[Source material — start]
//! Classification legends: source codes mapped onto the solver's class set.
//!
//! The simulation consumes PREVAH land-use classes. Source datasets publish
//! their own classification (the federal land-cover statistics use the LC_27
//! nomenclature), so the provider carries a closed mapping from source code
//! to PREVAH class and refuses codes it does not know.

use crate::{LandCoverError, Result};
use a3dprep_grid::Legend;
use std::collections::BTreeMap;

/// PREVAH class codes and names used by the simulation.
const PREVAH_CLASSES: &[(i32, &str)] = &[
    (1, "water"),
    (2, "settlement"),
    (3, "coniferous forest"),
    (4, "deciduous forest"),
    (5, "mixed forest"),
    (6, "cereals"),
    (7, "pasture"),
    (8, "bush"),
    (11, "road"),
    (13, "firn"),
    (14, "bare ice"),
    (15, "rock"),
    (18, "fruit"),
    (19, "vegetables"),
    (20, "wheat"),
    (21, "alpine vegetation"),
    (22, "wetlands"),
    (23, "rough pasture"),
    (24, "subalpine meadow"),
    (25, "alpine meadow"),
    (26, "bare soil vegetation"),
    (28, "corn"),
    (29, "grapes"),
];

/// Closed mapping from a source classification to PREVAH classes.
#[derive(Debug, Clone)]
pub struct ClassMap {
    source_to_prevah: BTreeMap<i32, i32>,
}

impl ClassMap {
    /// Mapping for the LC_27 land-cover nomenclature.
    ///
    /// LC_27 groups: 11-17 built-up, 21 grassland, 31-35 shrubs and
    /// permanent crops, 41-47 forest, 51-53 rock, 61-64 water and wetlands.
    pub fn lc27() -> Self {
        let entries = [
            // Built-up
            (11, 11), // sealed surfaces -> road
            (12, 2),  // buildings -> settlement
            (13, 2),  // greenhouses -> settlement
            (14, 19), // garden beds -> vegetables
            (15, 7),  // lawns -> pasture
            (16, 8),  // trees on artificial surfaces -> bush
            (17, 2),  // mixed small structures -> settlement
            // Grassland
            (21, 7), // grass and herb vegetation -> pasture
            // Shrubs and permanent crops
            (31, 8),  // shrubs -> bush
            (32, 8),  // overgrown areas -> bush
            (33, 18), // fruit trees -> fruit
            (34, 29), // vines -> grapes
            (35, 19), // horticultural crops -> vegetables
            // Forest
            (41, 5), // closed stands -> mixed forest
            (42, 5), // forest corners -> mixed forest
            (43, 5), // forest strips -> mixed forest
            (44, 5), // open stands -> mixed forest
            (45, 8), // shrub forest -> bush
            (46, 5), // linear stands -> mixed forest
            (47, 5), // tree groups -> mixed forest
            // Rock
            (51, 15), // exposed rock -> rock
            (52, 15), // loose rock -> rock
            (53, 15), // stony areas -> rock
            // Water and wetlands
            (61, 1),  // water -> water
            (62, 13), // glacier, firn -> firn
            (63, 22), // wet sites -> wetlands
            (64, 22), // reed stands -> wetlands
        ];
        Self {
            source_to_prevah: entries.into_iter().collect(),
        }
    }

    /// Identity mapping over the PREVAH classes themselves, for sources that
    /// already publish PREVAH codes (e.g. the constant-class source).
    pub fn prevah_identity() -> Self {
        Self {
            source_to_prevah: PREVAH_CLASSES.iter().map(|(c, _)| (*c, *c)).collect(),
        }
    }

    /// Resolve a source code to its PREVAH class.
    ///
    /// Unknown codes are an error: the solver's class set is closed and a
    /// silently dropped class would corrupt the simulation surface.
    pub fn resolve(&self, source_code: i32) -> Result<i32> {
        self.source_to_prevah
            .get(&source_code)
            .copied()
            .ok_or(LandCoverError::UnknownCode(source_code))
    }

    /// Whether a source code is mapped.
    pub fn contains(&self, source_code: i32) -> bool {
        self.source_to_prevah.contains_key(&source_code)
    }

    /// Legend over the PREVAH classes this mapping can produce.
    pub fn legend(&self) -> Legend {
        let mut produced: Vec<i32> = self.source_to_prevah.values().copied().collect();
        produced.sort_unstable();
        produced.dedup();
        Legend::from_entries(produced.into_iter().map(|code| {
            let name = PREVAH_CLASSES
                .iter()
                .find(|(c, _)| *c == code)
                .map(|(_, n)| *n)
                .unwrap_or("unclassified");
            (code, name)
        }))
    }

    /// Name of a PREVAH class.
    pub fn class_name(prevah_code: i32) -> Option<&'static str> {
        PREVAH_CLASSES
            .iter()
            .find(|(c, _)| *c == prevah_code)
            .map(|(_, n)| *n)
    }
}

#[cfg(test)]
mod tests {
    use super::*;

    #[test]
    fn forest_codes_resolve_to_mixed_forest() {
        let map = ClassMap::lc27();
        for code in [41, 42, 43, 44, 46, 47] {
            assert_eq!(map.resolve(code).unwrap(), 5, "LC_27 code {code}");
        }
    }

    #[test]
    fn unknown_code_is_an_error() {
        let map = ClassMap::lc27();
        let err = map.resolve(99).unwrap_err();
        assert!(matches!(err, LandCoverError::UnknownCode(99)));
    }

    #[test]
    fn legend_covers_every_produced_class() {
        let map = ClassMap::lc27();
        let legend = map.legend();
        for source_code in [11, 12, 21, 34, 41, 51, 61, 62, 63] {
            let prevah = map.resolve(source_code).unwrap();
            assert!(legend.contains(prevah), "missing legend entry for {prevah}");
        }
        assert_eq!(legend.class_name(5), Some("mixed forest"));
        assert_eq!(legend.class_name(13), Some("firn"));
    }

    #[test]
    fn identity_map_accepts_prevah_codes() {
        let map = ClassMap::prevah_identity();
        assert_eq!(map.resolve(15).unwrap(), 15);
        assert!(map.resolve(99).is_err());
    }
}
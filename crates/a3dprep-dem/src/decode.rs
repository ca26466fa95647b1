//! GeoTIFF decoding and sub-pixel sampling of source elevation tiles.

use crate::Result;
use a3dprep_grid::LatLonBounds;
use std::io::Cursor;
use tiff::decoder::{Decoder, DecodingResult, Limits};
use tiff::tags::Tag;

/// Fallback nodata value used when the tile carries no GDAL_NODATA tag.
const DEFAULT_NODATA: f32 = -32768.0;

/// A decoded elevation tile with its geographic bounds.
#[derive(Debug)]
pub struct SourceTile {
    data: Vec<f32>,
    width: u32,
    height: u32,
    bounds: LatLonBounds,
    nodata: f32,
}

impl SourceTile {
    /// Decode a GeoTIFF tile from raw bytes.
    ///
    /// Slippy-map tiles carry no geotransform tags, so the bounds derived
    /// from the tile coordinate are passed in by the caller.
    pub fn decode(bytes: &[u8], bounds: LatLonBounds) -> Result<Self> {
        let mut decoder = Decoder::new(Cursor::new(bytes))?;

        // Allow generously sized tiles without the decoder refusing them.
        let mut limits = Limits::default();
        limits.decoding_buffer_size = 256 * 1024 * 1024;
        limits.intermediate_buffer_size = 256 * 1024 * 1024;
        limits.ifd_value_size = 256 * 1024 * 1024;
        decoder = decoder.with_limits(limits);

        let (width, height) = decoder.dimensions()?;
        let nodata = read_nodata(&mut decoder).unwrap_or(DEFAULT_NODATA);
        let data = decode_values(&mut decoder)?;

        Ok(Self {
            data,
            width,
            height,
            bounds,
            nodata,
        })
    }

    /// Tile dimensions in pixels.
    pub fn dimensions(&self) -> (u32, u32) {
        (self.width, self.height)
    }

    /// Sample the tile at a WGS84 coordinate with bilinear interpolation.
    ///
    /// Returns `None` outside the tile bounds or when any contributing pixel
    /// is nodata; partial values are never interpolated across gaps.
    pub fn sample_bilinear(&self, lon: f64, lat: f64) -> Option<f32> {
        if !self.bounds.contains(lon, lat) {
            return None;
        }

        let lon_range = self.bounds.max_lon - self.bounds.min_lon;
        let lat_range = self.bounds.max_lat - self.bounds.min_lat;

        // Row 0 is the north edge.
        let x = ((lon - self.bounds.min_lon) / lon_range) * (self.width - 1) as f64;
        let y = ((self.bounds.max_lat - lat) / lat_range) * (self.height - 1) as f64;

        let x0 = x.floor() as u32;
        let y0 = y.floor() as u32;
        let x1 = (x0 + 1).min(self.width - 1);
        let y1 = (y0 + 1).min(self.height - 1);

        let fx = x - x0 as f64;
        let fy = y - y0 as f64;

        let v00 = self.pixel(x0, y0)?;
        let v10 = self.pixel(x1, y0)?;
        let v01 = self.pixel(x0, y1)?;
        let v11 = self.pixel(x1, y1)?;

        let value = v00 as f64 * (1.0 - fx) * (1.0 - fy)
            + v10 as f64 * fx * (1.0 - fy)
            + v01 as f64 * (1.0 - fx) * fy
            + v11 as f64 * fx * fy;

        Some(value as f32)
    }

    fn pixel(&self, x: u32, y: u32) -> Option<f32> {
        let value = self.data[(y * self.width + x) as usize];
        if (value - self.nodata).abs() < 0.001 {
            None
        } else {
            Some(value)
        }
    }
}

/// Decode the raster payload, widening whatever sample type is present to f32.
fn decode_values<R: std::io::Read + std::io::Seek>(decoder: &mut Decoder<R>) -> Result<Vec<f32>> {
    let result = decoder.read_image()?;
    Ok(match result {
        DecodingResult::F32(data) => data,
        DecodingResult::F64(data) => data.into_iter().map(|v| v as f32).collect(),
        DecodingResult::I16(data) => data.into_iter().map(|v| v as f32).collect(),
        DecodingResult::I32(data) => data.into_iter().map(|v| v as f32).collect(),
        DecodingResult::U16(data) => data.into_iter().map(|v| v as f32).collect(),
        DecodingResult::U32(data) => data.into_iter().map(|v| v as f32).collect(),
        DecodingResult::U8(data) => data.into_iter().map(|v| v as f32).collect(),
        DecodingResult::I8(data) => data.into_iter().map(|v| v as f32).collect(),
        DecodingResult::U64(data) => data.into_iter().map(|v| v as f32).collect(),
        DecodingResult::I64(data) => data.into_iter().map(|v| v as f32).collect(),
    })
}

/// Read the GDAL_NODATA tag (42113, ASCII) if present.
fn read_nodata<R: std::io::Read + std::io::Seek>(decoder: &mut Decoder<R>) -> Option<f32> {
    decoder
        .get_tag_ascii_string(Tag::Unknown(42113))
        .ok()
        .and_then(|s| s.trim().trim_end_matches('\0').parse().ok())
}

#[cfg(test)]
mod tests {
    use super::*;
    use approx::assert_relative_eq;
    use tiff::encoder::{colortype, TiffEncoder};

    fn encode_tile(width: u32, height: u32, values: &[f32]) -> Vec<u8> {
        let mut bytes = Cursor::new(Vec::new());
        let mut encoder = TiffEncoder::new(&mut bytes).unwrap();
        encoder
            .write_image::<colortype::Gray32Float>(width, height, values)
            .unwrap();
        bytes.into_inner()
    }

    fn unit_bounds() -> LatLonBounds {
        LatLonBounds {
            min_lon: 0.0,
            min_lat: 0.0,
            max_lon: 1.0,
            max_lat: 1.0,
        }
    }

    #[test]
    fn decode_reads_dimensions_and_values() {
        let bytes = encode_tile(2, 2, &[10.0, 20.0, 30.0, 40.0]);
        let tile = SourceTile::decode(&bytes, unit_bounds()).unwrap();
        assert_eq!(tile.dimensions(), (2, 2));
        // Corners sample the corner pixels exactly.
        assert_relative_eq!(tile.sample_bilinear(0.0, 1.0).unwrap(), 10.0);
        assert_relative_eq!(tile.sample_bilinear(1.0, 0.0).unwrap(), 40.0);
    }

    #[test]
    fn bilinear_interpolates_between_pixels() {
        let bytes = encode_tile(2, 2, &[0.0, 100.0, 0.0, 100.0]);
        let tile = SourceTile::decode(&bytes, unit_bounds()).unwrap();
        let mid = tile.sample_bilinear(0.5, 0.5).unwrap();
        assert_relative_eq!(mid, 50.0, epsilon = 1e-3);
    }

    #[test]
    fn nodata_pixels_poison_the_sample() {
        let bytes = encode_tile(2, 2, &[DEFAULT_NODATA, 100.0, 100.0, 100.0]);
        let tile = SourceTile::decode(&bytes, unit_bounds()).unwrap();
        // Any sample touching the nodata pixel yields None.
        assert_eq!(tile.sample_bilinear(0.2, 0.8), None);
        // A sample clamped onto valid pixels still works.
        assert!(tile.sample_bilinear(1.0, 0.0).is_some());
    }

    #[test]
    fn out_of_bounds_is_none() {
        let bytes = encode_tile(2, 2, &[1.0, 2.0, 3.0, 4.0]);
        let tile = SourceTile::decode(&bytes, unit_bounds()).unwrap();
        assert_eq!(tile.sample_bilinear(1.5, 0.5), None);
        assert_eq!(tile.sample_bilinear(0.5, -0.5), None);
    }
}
[Source material — finish]
Copy each line above where the string "onto" occurs.

//! Classification legends: source codes mapped onto the solver's class set.
        // A sample clamped onto valid pixels still works.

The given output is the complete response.